Task instructions: For the entries below, state how many lines contain the string "under". Add nothing else.

[Collected data entries]
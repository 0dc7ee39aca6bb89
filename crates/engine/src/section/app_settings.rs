//! Flat key/value section shape.

use serde::de::{MapAccess, Visitor};
use serde::ser::SerializeMap;
use serde::{Deserialize, Deserializer, Serialize, Serializer};
use std::fmt;

use super::{SectionHandler, SectionItem, Update};

/// One `key = value` entry.
#[derive(Debug, Clone, PartialEq, Eq)]
pub struct Setting {
    pub key: String,
    pub value: String,
}

/// Ordered list of settings with case-insensitive keys.
///
/// Serializes as a JSON object in insertion order.
#[derive(Debug, Clone, Default, PartialEq, Eq)]
pub struct AppSettings {
    entries: Vec<Setting>,
}

impl AppSettings {
    pub fn new() -> Self {
        Self::default()
    }

    pub fn from_pairs<I, K, V>(pairs: I) -> Self
    where
        I: IntoIterator<Item = (K, V)>,
        K: Into<String>,
        V: Into<String>,
    {
        pairs
            .into_iter()
            .map(|(key, value)| (key.into(), value.into()))
            .collect()
    }

    pub fn get(&self, key: &str) -> Option<&str> {
        self.position(key).map(|i| self.entries[i].value.as_str())
    }

    /// Set `key`, replacing an entry that matches case-insensitively.
    pub fn set(&mut self, key: impl Into<String>, value: impl Into<String>) {
        let key = key.into();
        let value = value.into();
        match self.position(&key) {
            Some(i) => self.entries[i] = Setting { key, value },
            None => self.entries.push(Setting { key, value }),
        }
    }

    /// Replace the entry at `old_key` with `new_key = value`, keeping its
    /// position. Any other entry already named `new_key` is dropped.
    pub fn replace(&mut self, old_key: &str, new_key: &str, value: &str) {
        let Some(i) = self.position(old_key) else {
            self.set(new_key, value);
            return;
        };
        self.entries[i] = Setting {
            key: new_key.to_string(),
            value: value.to_string(),
        };
        let mut index = 0;
        self.entries.retain(|entry| {
            let keep = index == i || !entry.key.eq_ignore_ascii_case(new_key);
            index += 1;
            keep
        });
    }

    pub fn remove(&mut self, key: &str) -> Option<String> {
        self.position(key).map(|i| self.entries.remove(i).value)
    }

    pub fn len(&self) -> usize {
        self.entries.len()
    }

    pub fn is_empty(&self) -> bool {
        self.entries.is_empty()
    }

    pub fn iter(&self) -> impl Iterator<Item = (&str, &str)> {
        self.entries
            .iter()
            .map(|entry| (entry.key.as_str(), entry.value.as_str()))
    }

    fn position(&self, key: &str) -> Option<usize> {
        self.entries
            .iter()
            .position(|entry| entry.key.eq_ignore_ascii_case(key))
    }
}

impl FromIterator<(String, String)> for AppSettings {
    fn from_iter<T: IntoIterator<Item = (String, String)>>(iter: T) -> Self {
        let mut settings = Self::new();
        for (key, value) in iter {
            settings.set(key, value);
        }
        settings
    }
}

impl Serialize for AppSettings {
    fn serialize<S: Serializer>(&self, serializer: S) -> Result<S::Ok, S::Error> {
        let mut map = serializer.serialize_map(Some(self.entries.len()))?;
        for entry in &self.entries {
            map.serialize_entry(&entry.key, &entry.value)?;
        }
        map.end()
    }
}

impl<'de> Deserialize<'de> for AppSettings {
    fn deserialize<D: Deserializer<'de>>(deserializer: D) -> Result<Self, D::Error> {
        struct SettingsVisitor;

        impl<'de> Visitor<'de> for SettingsVisitor {
            type Value = AppSettings;

            fn expecting(&self, f: &mut fmt::Formatter<'_>) -> fmt::Result {
                f.write_str("an object of string settings")
            }

            fn visit_map<A: MapAccess<'de>>(self, mut access: A) -> Result<AppSettings, A::Error> {
                let mut settings = AppSettings::new();
                while let Some((key, value)) = access.next_entry::<String, String>()? {
                    settings.set(key, value);
                }
                Ok(settings)
            }
        }

        deserializer.deserialize_map(SettingsVisitor)
    }
}

/// Adapter for `AppSettings`.
#[derive(Debug, Clone, Copy, Default)]
pub struct AppSettingsHandler;

impl SectionHandler for AppSettingsHandler {
    type Section = AppSettings;
    type Handle = ();

    fn items(&self, section: &AppSettings) -> Vec<SectionItem<()>> {
        section
            .iter()
            .map(|(key, value)| SectionItem {
                key: key.to_string(),
                value: Some(value.to_string()),
                handle: (),
            })
            .collect()
    }

    fn insert_or_update(&self, section: &mut AppSettings, update: Update<'_, ()>) {
        match update.old_key {
            Some(old_key) => section.replace(old_key, update.key, update.value),
            None => section.set(update.key, update.value),
        }
    }

    fn original_case(&self, section: &AppSettings, key: &str) -> Option<String> {
        section
            .position(key)
            .map(|i| section.entries[i].key.clone())
    }
}
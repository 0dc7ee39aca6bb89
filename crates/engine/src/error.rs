//! Error types for builder initialization and substitution.
//!
//! Responsibilities:
//! - Define the error taxonomy: configuration errors, backing-source errors,
//!   and errors raised by the host while the engine calls back into it.
//! - Wrap every error leaving a builder with the builder name and the phase
//!   it failed in.
//!
//! Invariants:
//! - Configuration errors are never swallowed, regardless of `enabled`.
//! - A host error nested anywhere under a wrapper leads the wrapper's message.
//! - Error messages never include resolved values.

use std::fmt;
use thiserror::Error;

/// Error type returned by backing sources.
pub type SourceError = Box<dyn std::error::Error + Send + Sync + 'static>;

/// Result type alias for backing-source operations.
pub type SourceResult<T> = std::result::Result<T, SourceError>;

/// Result type alias for builder operations.
pub type Result<T> = std::result::Result<T, BuilderError>;

/// The builder operation an error escaped from.
#[derive(Debug, Clone, Copy, PartialEq, Eq)]
pub enum Phase {
    Initialization,
    GetValue,
    GetAllValues,
}

impl fmt::Display for Phase {
    fn fmt(&self, f: &mut fmt::Formatter<'_>) -> fmt::Result {
        match self {
            Phase::Initialization => f.write_str("Initialization Error"),
            Phase::GetValue => f.write_str("GetValue() Error"),
            Phase::GetAllValues => f.write_str("GetAllValues() Error"),
        }
    }
}

/// Errors produced while configuring or running a builder.
#[derive(Error, Debug)]
pub enum BuilderError {
    /// A builder option is missing, malformed, or conflicts with another.
    #[error("Invalid value for {option}: {message}")]
    InvalidOption { option: String, message: String },

    /// A required builder option was not supplied.
    #[error("Missing required option: {0}")]
    MissingOption(String),

    /// The backing source failed.
    #[error("Backing source failed")]
    Source(#[source] SourceError),

    /// A previous initialization panicked and took the backing source with it.
    #[error("Builder initialization panicked; the backing source is unusable")]
    Poisoned,

    /// The host's own loading machinery failed while the engine called into it.
    #[error("{0}")]
    Host(String),

    /// An error wrapped with the builder name and phase.
    #[error("{message}")]
    Builder {
        builder: String,
        phase: Phase,
        message: String,
        #[source]
        source: Box<BuilderError>,
    },
}

impl BuilderError {
    /// Shorthand for an `InvalidOption` error.
    pub fn invalid_option(option: &str, message: impl Into<String>) -> Self {
        Self::InvalidOption {
            option: option.to_string(),
            message: message.into(),
        }
    }

    /// Wrap `error` with the builder name and phase.
    ///
    /// Errors already wrapped for the same builder pass through unchanged.
    pub fn wrap(builder: &str, phase: Phase, error: BuilderError) -> Self {
        if let Self::Builder { builder: inner, .. } = &error {
            if inner == builder {
                return error;
            }
        }

        let label = format!("'{builder}' {phase}");
        let message = match error.host_message() {
            Some(host) => format!("{host} ({label})"),
            None => label,
        };

        Self::Builder {
            builder: builder.to_string(),
            phase,
            message,
            source: Box::new(error),
        }
    }

    /// Returns the message of the first host error in this error's chain.
    pub fn host_message(&self) -> Option<&str> {
        match self {
            Self::Host(message) => Some(message),
            Self::Builder { source, .. } => source.host_message(),
            _ => None,
        }
    }

    /// True for configuration errors, which `enabled=Optional` never swallows.
    pub fn is_configuration(&self) -> bool {
        match self {
            Self::InvalidOption { .. } | Self::MissingOption(_) => true,
            Self::Builder { source, .. } => source.is_configuration(),
            _ => false,
        }
    }

    /// The phase of the outermost wrapper, if any.
    pub fn phase(&self) -> Option<Phase> {
        match self {
            Self::Builder { phase, .. } => Some(*phase),
            _ => None,
        }
    }
}
//! Ready-made backing sources for `kvconf-engine` builders.
//!
//! Each source implements `KeyValueSource`; file-backed sources read their
//! location from builder options in `initialize`, so option values may use
//! `${key}` tokens that resolve against app settings.

pub mod constants;
mod dotenv_file;
mod environment;
mod error;
mod json_file;
mod key_per_file;
mod values;

pub use dotenv_file::DotEnvFileSource;
pub use environment::EnvironmentSource;
pub use error::SourceLoadError;
pub use json_file::{JsonFileSource, JsonMode};
pub use key_per_file::KeyPerFileSource;
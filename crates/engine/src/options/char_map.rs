//! Character map parsing and application.
//!
//! Serialized form is `from=to,from=to`. A literal `,` or `=` inside either
//! side is written doubled (`,,` and `==`).

use crate::error::{BuilderError, Result};

/// Ordered literal substring substitutions applied to keys before lookup.
#[derive(Debug, Clone, Default, PartialEq, Eq)]
pub struct CharMap {
    pairs: Vec<(String, String)>,
}

impl CharMap {
    /// Build a map from already-split pairs.
    pub fn from_pairs<I, F, T>(pairs: I) -> Result<Self>
    where
        I: IntoIterator<Item = (F, T)>,
        F: Into<String>,
        T: Into<String>,
    {
        let pairs: Vec<(String, String)> = pairs
            .into_iter()
            .map(|(from, to)| (from.into(), to.into()))
            .collect();
        if pairs.iter().any(|(from, _)| from.is_empty()) {
            return Err(BuilderError::invalid_option(
                crate::constants::OPTION_CHAR_MAP,
                "mapped substring must not be empty",
            ));
        }
        Ok(Self { pairs })
    }

    /// Parse the serialized `from=to,from=to` form.
    pub fn parse(raw: &str) -> Result<Self> {
        let mut pairs = Vec::new();
        let mut from = String::new();
        let mut to = String::new();
        let mut in_to = false;
        let mut chars = raw.chars().peekable();

        while let Some(c) = chars.next() {
            match c {
                ',' | '=' if chars.peek() == Some(&c) => {
                    chars.next();
                    let target = if in_to { &mut to } else { &mut from };
                    target.push(c);
                }
                '=' if !in_to => in_to = true,
                '=' => {
                    return Err(BuilderError::invalid_option(
                        crate::constants::OPTION_CHAR_MAP,
                        "unescaped '=' in replacement (write '==' for a literal '=')",
                    ));
                }
                ',' => {
                    pairs.push(finish_pair(&mut from, &mut to, in_to)?);
                    in_to = false;
                }
                _ => {
                    let target = if in_to { &mut to } else { &mut from };
                    target.push(c);
                }
            }
        }

        if in_to || !from.is_empty() {
            pairs.push(finish_pair(&mut from, &mut to, in_to)?);
        }

        Self::from_pairs(pairs)
    }

    /// Apply every substitution in order, left to right.
    pub fn apply(&self, key: &str) -> String {
        self.pairs
            .iter()
            .fold(key.to_string(), |acc, (from, to)| acc.replace(from, to))
    }

    pub fn is_empty(&self) -> bool {
        self.pairs.is_empty()
    }

    pub fn pairs(&self) -> &[(String, String)] {
        &self.pairs
    }
}

fn finish_pair(from: &mut String, to: &mut String, in_to: bool) -> Result<(String, String)> {
    if !in_to {
        return Err(BuilderError::invalid_option(
            crate::constants::OPTION_CHAR_MAP,
            format!("entry '{from}' is missing '=' (expected from=to)"),
        ));
    }
    Ok((std::mem::take(from), std::mem::take(to)))
}
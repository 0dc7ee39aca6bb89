//! `.env` file as a backing source.
//!
//! Responsibilities:
//! - Parse the file named by `path` with `dotenvy`, once, during builder
//!   initialization.
//!
//! Does NOT handle:
//! - Exporting the parsed variables; the process environment is never
//!   modified.
//!
//! Invariants:
//! - Errors NEVER include raw .env line contents to prevent secret leakage.
//! - A missing file is an error unless `optional=true`.

use kvconf_engine::{InitContext, KeyValueSource, SourceResult};
use std::path::{Path, PathBuf};

use crate::constants::{OPTION_OPTIONAL, OPTION_PATH};
use crate::error::SourceLoadError;
use crate::values::ValueSet;

#[derive(Debug, Default)]
pub struct DotEnvFileSource {
    path: Option<PathBuf>,
    values: ValueSet,
}

impl DotEnvFileSource {
    pub fn new() -> Self {
        Self::default()
    }

    /// File resolved during initialization.
    pub fn path(&self) -> Option<&Path> {
        self.path.as_deref()
    }
}

impl KeyValueSource for DotEnvFileSource {
    fn get_value(&self, key: &str) -> SourceResult<Option<String>> {
        Ok(self.values.get(key))
    }

    fn get_all_values(&self, prefix: &str) -> SourceResult<Vec<(String, String)>> {
        Ok(self.values.with_prefix(prefix))
    }

    fn initialize(&mut self, ctx: &InitContext<'_>) -> kvconf_engine::Result<()> {
        let path = PathBuf::from(ctx.required_option(OPTION_PATH)?);
        let optional = ctx.bool_option(OPTION_OPTIONAL, false)?;

        self.values = match load_dotenv(&path) {
            Ok(values) => values,
            Err(SourceLoadError::DotenvIo { kind, .. })
                if optional && kind == std::io::ErrorKind::NotFound =>
            {
                tracing::debug!(
                    builder = %ctx.builder_name(),
                    path = %path.display(),
                    "optional .env file not found"
                );
                ValueSet::default()
            }
            Err(error) => return Err(error.into()),
        };
        tracing::debug!(
            builder = %ctx.builder_name(),
            path = %path.display(),
            keys = self.values.len(),
            "dotenv file loaded"
        );
        self.path = Some(path);
        Ok(())
    }
}

fn load_dotenv(path: &Path) -> Result<ValueSet, SourceLoadError> {
    let iter = dotenvy::from_path_iter(path).map_err(|e| dotenv_error(path, e))?;
    iter.map(|item| item.map_err(|e| dotenv_error(path, e)))
        .collect()
}

fn dotenv_error(path: &Path, error: dotenvy::Error) -> SourceLoadError {
    let path = path.to_path_buf();
    match error {
        dotenvy::Error::LineParse(_, error_index) => {
            SourceLoadError::DotenvParse { path, error_index }
        }
        dotenvy::Error::Io(io_err) => SourceLoadError::DotenvIo {
            path,
            kind: io_err.kind(),
        },
        _ => SourceLoadError::DotenvUnknown { path },
    }
}
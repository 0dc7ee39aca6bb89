//! Directory of files as a backing source: file name is the key, file
//! content is the value.
//!
//! Responsibilities:
//! - Load `directoryPath` once, during builder initialization.
//! - With `keyDelimiter` set, descend into subdirectories and join path
//!   segments with the delimiter (`db/host` -> `db:host` for `:`).
//! - Skip files whose name starts with `ignorePrefix` (default `ignore.`).
//!
//! Invariants:
//! - One trailing line ending is trimmed from each value.
//! - Without `keyDelimiter`, subdirectories are ignored.
//! - Files that are not valid UTF-8 fail initialization.

use anyhow::Context;
use kvconf_engine::{InitContext, KeyValueSource, SourceResult};
use std::path::{Path, PathBuf};

use crate::constants::{
    DEFAULT_IGNORE_PREFIX, OPTION_DIRECTORY_PATH, OPTION_IGNORE_PREFIX, OPTION_KEY_DELIMITER,
    OPTION_OPTIONAL,
};
use crate::error::SourceLoadError;
use crate::values::{ValueSet, starts_with_ignore_case};

#[derive(Debug, Default)]
pub struct KeyPerFileSource {
    directory: Option<PathBuf>,
    values: ValueSet,
}

impl KeyPerFileSource {
    pub fn new() -> Self {
        Self::default()
    }

    /// Directory resolved during initialization.
    pub fn directory(&self) -> Option<&Path> {
        self.directory.as_deref()
    }
}

/// Walk settings for one load.
struct Layout<'a> {
    delimiter: Option<&'a str>,
    ignore_prefix: &'a str,
}

impl KeyValueSource for KeyPerFileSource {
    fn get_value(&self, key: &str) -> SourceResult<Option<String>> {
        Ok(self.values.get(key))
    }

    fn get_all_values(&self, prefix: &str) -> SourceResult<Vec<(String, String)>> {
        Ok(self.values.with_prefix(prefix))
    }

    fn initialize(&mut self, ctx: &InitContext<'_>) -> kvconf_engine::Result<()> {
        let directory = PathBuf::from(ctx.required_option(OPTION_DIRECTORY_PATH)?);
        let optional = ctx.bool_option(OPTION_OPTIONAL, false)?;
        let delimiter = ctx.option(OPTION_KEY_DELIMITER)?.filter(|d| !d.is_empty());
        let ignore_prefix = ctx
            .option(OPTION_IGNORE_PREFIX)?
            .unwrap_or_else(|| DEFAULT_IGNORE_PREFIX.to_string());

        if !directory.exists() && optional {
            tracing::debug!(
                builder = %ctx.builder_name(),
                path = %directory.display(),
                "optional key-per-file directory not found"
            );
            self.directory = Some(directory);
            return Ok(());
        }
        if !directory.is_dir() {
            return Err(SourceLoadError::NotADirectory { path: directory }.into());
        }

        let layout = Layout {
            delimiter: delimiter.as_deref(),
            ignore_prefix: &ignore_prefix,
        };
        let mut values = ValueSet::default();
        load_directory(&directory, None, &layout, &mut values).map_err(|source| {
            SourceLoadError::Directory {
                path: directory.clone(),
                source,
            }
        })?;

        tracing::debug!(
            builder = %ctx.builder_name(),
            path = %directory.display(),
            keys = values.len(),
            "key-per-file directory loaded"
        );
        self.values = values;
        self.directory = Some(directory);
        Ok(())
    }
}

fn load_directory(
    directory: &Path,
    parent_key: Option<&str>,
    layout: &Layout<'_>,
    out: &mut ValueSet,
) -> anyhow::Result<()> {
    let mut entries = std::fs::read_dir(directory)
        .with_context(|| format!("Failed to list directory {}", directory.display()))?
        .collect::<Result<Vec<_>, _>>()
        .with_context(|| format!("Failed to list directory {}", directory.display()))?;
    entries.sort_by_key(|entry| entry.file_name());

    for entry in entries {
        let Ok(name) = entry.file_name().into_string() else {
            continue;
        };
        if !layout.ignore_prefix.is_empty() && starts_with_ignore_case(&name, layout.ignore_prefix)
        {
            continue;
        }

        let path = entry.path();
        let file_type = entry
            .file_type()
            .with_context(|| format!("Failed to stat {}", path.display()))?;
        let key = match (parent_key, layout.delimiter) {
            (Some(parent), Some(delimiter)) => format!("{parent}{delimiter}{name}"),
            _ => name,
        };

        if file_type.is_dir() || (file_type.is_symlink() && path.is_dir()) {
            if layout.delimiter.is_some() {
                load_directory(&path, Some(&key), layout, out)?;
            }
            continue;
        }

        let content = std::fs::read_to_string(&path)
            .with_context(|| format!("Failed to read {}", path.display()))?;
        out.push(key, trim_line_ending(&content));
    }
    Ok(())
}

fn trim_line_ending(content: &str) -> &str {
    content
        .strip_suffix("\r\n")
        .or_else(|| content.strip_suffix('\n'))
        .unwrap_or(content)
}

#[cfg(test)]
mod tests {
    use super::*;

    #[test]
    fn test_trim_line_ending_removes_one() {
        assert_eq!(trim_line_ending("secret\n"), "secret");
        assert_eq!(trim_line_ending("secret\r\n"), "secret");
        assert_eq!(trim_line_ending("secret\n\n"), "secret\n");
        assert_eq!(trim_line_ending("  spaced  "), "  spaced  ");
    }

    #[test]
    fn test_nested_keys_join_with_delimiter() {
        let dir = tempfile::TempDir::new().unwrap();
        std::fs::create_dir(dir.path().join("db")).unwrap();
        std::fs::write(dir.path().join("db").join("host"), "localhost\n").unwrap();
        std::fs::write(dir.path().join("name"), "orders").unwrap();
        std::fs::write(dir.path().join("ignore.readme"), "skip me").unwrap();

        let mut values = ValueSet::default();
        let layout = Layout {
            delimiter: Some("__"),
            ignore_prefix: DEFAULT_IGNORE_PREFIX,
        };
        load_directory(dir.path(), None, &layout, &mut values).unwrap();

        assert_eq!(values.get("db__host"), Some("localhost".to_string()));
        assert_eq!(values.get("name"), Some("orders".to_string()));
        assert_eq!(values.get("ignore.readme"), None);
        assert_eq!(values.len(), 2);
    }

    #[test]
    fn test_subdirectories_skipped_without_delimiter() {
        let dir = tempfile::TempDir::new().unwrap();
        std::fs::create_dir(dir.path().join("nested")).unwrap();
        std::fs::write(dir.path().join("nested").join("inner"), "x").unwrap();
        std::fs::write(dir.path().join("top"), "y").unwrap();

        let mut values = ValueSet::default();
        let layout = Layout {
            delimiter: None,
            ignore_prefix: DEFAULT_IGNORE_PREFIX,
        };
        load_directory(dir.path(), None, &layout, &mut values).unwrap();

        assert_eq!(values.len(), 1);
        assert_eq!(values.get("top"), Some("y".to_string()));
    }
}
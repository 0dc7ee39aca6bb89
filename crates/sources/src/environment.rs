//! Process environment as a backing source.
//!
//! Responsibilities:
//! - Look up environment variables by name, ASCII case-insensitively.
//! - Enumerate variables under a prefix for Greedy mode.
//!
//! Does NOT handle:
//! - Loading `.env` files (see `dotenv_file`).
//!
//! Invariants:
//! - Reads the environment at lookup time; the builder's cache decides how
//!   often that happens.
//! - Variables whose name or value is not valid UTF-8 are invisible.

use kvconf_engine::{KeyValueSource, SourceResult};

use crate::values::starts_with_ignore_case;

#[derive(Debug, Clone, Copy, Default)]
pub struct EnvironmentSource;

impl EnvironmentSource {
    pub fn new() -> Self {
        Self
    }
}

fn utf8_vars() -> impl Iterator<Item = (String, String)> {
    std::env::vars_os()
        .filter_map(|(key, value)| Some((key.into_string().ok()?, value.into_string().ok()?)))
}

impl KeyValueSource for EnvironmentSource {
    fn get_value(&self, key: &str) -> SourceResult<Option<String>> {
        if let Ok(value) = std::env::var(key) {
            return Ok(Some(value));
        }
        Ok(utf8_vars()
            .find(|(name, _)| name.eq_ignore_ascii_case(key))
            .map(|(_, value)| value))
    }

    fn get_all_values(&self, prefix: &str) -> SourceResult<Vec<(String, String)>> {
        Ok(utf8_vars()
            .filter(|(name, _)| starts_with_ignore_case(name, prefix))
            .collect())
    }

    fn validate_key(&self, key: &str) -> bool {
        !key.is_empty() && !key.contains(['=', '\0'])
    }
}
//! JSON file as a backing source.
//!
//! Responsibilities:
//! - Read the file named by `jsonFile` once, during builder initialization.
//! - `Flat` mode: expose top-level scalar properties only.
//! - `Sectional` mode: flatten nested objects and arrays into `a:b:0` keys.
//!
//! Does NOT handle:
//! - Watching the file for changes.
//!
//! Invariants:
//! - The file's top level must be an object.
//! - `null` values are skipped; other scalars render as their JSON text
//!   (strings without quotes).

use kvconf_engine::{BuilderError, InitContext, KeyValueSource, SourceResult};
use serde_json::{Map, Value};
use std::fmt;
use std::path::{Path, PathBuf};
use std::str::FromStr;

use crate::constants::{
    JSON_SECTION_SEPARATOR, OPTION_JSON_FILE, OPTION_JSON_MODE, OPTION_OPTIONAL,
};
use crate::error::{SourceLoadError, is_not_found};
use crate::values::ValueSet;

/// How nested JSON structure maps onto keys.
#[derive(Debug, Clone, Copy, Default, PartialEq, Eq)]
pub enum JsonMode {
    #[default]
    Flat,
    Sectional,
}

impl FromStr for JsonMode {
    type Err = BuilderError;

    fn from_str(s: &str) -> Result<Self, Self::Err> {
        match s.trim().to_ascii_lowercase().as_str() {
            "flat" => Ok(Self::Flat),
            "sectional" => Ok(Self::Sectional),
            other => Err(BuilderError::invalid_option(
                OPTION_JSON_MODE,
                format!("unknown mode '{other}' (expected Flat or Sectional)"),
            )),
        }
    }
}

impl fmt::Display for JsonMode {
    fn fmt(&self, f: &mut fmt::Formatter<'_>) -> fmt::Result {
        match self {
            Self::Flat => f.write_str("Flat"),
            Self::Sectional => f.write_str("Sectional"),
        }
    }
}

#[derive(Debug, Default)]
pub struct JsonFileSource {
    path: Option<PathBuf>,
    mode: JsonMode,
    values: ValueSet,
}

impl JsonFileSource {
    pub fn new() -> Self {
        Self::default()
    }

    /// File resolved during initialization.
    pub fn path(&self) -> Option<&Path> {
        self.path.as_deref()
    }

    pub fn mode(&self) -> JsonMode {
        self.mode
    }
}

impl KeyValueSource for JsonFileSource {
    fn get_value(&self, key: &str) -> SourceResult<Option<String>> {
        Ok(self.values.get(key))
    }

    fn get_all_values(&self, prefix: &str) -> SourceResult<Vec<(String, String)>> {
        Ok(self.values.with_prefix(prefix))
    }

    fn initialize(&mut self, ctx: &InitContext<'_>) -> kvconf_engine::Result<()> {
        let path = PathBuf::from(ctx.required_option(OPTION_JSON_FILE)?);
        let optional = ctx.bool_option(OPTION_OPTIONAL, false)?;
        self.mode = ctx
            .option(OPTION_JSON_MODE)?
            .map(|raw| raw.parse::<JsonMode>())
            .transpose()?
            .unwrap_or_default();

        self.values = match std::fs::read_to_string(&path) {
            Ok(text) => parse_json(&path, &text, self.mode)?,
            Err(source) if optional && is_not_found(&source) => {
                tracing::debug!(
                    builder = %ctx.builder_name(),
                    path = %path.display(),
                    "optional JSON file not found"
                );
                ValueSet::default()
            }
            Err(source) => return Err(SourceLoadError::Read { path, source }.into()),
        };
        tracing::debug!(
            builder = %ctx.builder_name(),
            path = %path.display(),
            mode = %self.mode,
            keys = self.values.len(),
            "JSON file loaded"
        );
        self.path = Some(path);
        Ok(())
    }
}

fn parse_json(path: &Path, text: &str, mode: JsonMode) -> Result<ValueSet, SourceLoadError> {
    let root: Value = serde_json::from_str(text).map_err(|source| SourceLoadError::JsonParse {
        path: path.to_path_buf(),
        source,
    })?;
    let Value::Object(object) = root else {
        return Err(SourceLoadError::JsonNotAnObject {
            path: path.to_path_buf(),
        });
    };

    let mut values = ValueSet::default();
    match mode {
        JsonMode::Flat => {
            for (key, value) in &object {
                if let Some(text) = scalar_text(value) {
                    values.push(key.as_str(), text);
                }
            }
        }
        JsonMode::Sectional => flatten_object(&object, None, &mut values),
    }
    Ok(values)
}

fn scalar_text(value: &Value) -> Option<String> {
    match value {
        Value::String(s) => Some(s.clone()),
        Value::Bool(_) | Value::Number(_) => Some(value.to_string()),
        Value::Null | Value::Array(_) | Value::Object(_) => None,
    }
}

fn flatten_object(object: &Map<String, Value>, parent: Option<&str>, out: &mut ValueSet) {
    for (key, value) in object {
        flatten_value(value, &join(parent, key), out);
    }
}

fn flatten_value(value: &Value, key: &str, out: &mut ValueSet) {
    match value {
        Value::Object(object) => flatten_object(object, Some(key), out),
        Value::Array(items) => {
            for (index, item) in items.iter().enumerate() {
                flatten_value(item, &join(Some(key), &index.to_string()), out);
            }
        }
        scalar => {
            if let Some(text) = scalar_text(scalar) {
                out.push(key, text);
            }
        }
    }
}

fn join(parent: Option<&str>, key: &str) -> String {
    match parent {
        Some(parent) => format!("{parent}{JSON_SECTION_SEPARATOR}{key}"),
        None => key.to_string(),
    }
}
//! In-memory key/value snapshot shared by the file-backed sources.

/// Ordered key/value pairs with ASCII case-insensitive lookup.
///
/// When two keys differ only in case, the later one wins on lookup.
#[derive(Debug, Clone, Default, PartialEq, Eq)]
pub(crate) struct ValueSet {
    entries: Vec<(String, String)>,
}

impl ValueSet {
    pub(crate) fn push(&mut self, key: impl Into<String>, value: impl Into<String>) {
        self.entries.push((key.into(), value.into()));
    }

    pub(crate) fn get(&self, key: &str) -> Option<String> {
        self.entries
            .iter()
            .rev()
            .find(|(k, _)| k.eq_ignore_ascii_case(key))
            .map(|(_, v)| v.clone())
    }

    pub(crate) fn with_prefix(&self, prefix: &str) -> Vec<(String, String)> {
        self.entries
            .iter()
            .filter(|(k, _)| starts_with_ignore_case(k, prefix))
            .cloned()
            .collect()
    }

    pub(crate) fn len(&self) -> usize {
        self.entries.len()
    }
}

impl FromIterator<(String, String)> for ValueSet {
    fn from_iter<T: IntoIterator<Item = (String, String)>>(iter: T) -> Self {
        Self {
            entries: iter.into_iter().collect(),
        }
    }
}

pub(crate) fn starts_with_ignore_case(key: &str, prefix: &str) -> bool {
    key.len() >= prefix.len()
        && key.is_char_boundary(prefix.len())
        && key[..prefix.len()].eq_ignore_ascii_case(prefix)
}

Response for this exercise: 2